__Task__. Every entry below is to be copied exactly, with nothing omitted.

Records contained in a dataset:
━━━━━━━━━━━━━━━━━━━━
//! Instagram link recognition.
//!
//! Classification is substring-based on whitespace-delimited tokens; no URL
//! well-formedness check happens here. Malformed tokens are passed through to
//! the extractor, which rejects them with its own diagnostics.

/// Host substrings that mark a token as an Instagram link
const SUPPORTED_HOSTS: &[&str] = &[
    "instagram.com",
    "www.instagram.com",
    "instagr.am",
    "www.instagr.am",
];

/// Returns true if the text contains a token naming a supported host.
#[must_use]
pub fn is_supported_link(text: &str) -> bool {
    extract_link(text).is_some()
}

/// Returns the first whitespace-delimited token containing a supported host.
#[must_use]
pub fn extract_link(text: &str) -> Option<&str> {
    text.split_whitespace().find(|token| {
        let lower = token.to_lowercase();
        SUPPORTED_HOSTS.iter().any(|host| lower.contains(host))
    })
}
━━━━━━━━━━━━━━━━━━━━
__Answer box__.
//! Instagram link recognition.
//!
//! Classification is substring-based on whitespace-delimited tokens; no URL
//! well-formedness check happens here. Malformed tokens are passed through to
//! the extractor, which rejects them with its own diagnostics.

/// Host substrings that mark a token as an Instagram link
const SUPPORTED_HOSTS: &[&str] = &[
    "instagram.com",
    "www.instagram.com",
    "instagr.am",
    "www.instagr.am",
];

/// Returns true if the text contains a token naming a supported host.
#[must_use]
pub fn is_supported_link(text: &str) -> bool {
    extract_link(text).is_some()
}

/// Returns the first whitespace-delimited token containing a supported host.
#[must_use]
pub fn extract_link(text: &str) -> Option<&str> {
    text.split_whitespace().find(|token| {
        let lower = token.to_lowercase();
        SUPPORTED_HOSTS.iter().any(|host| lower.contains(host))
    })
}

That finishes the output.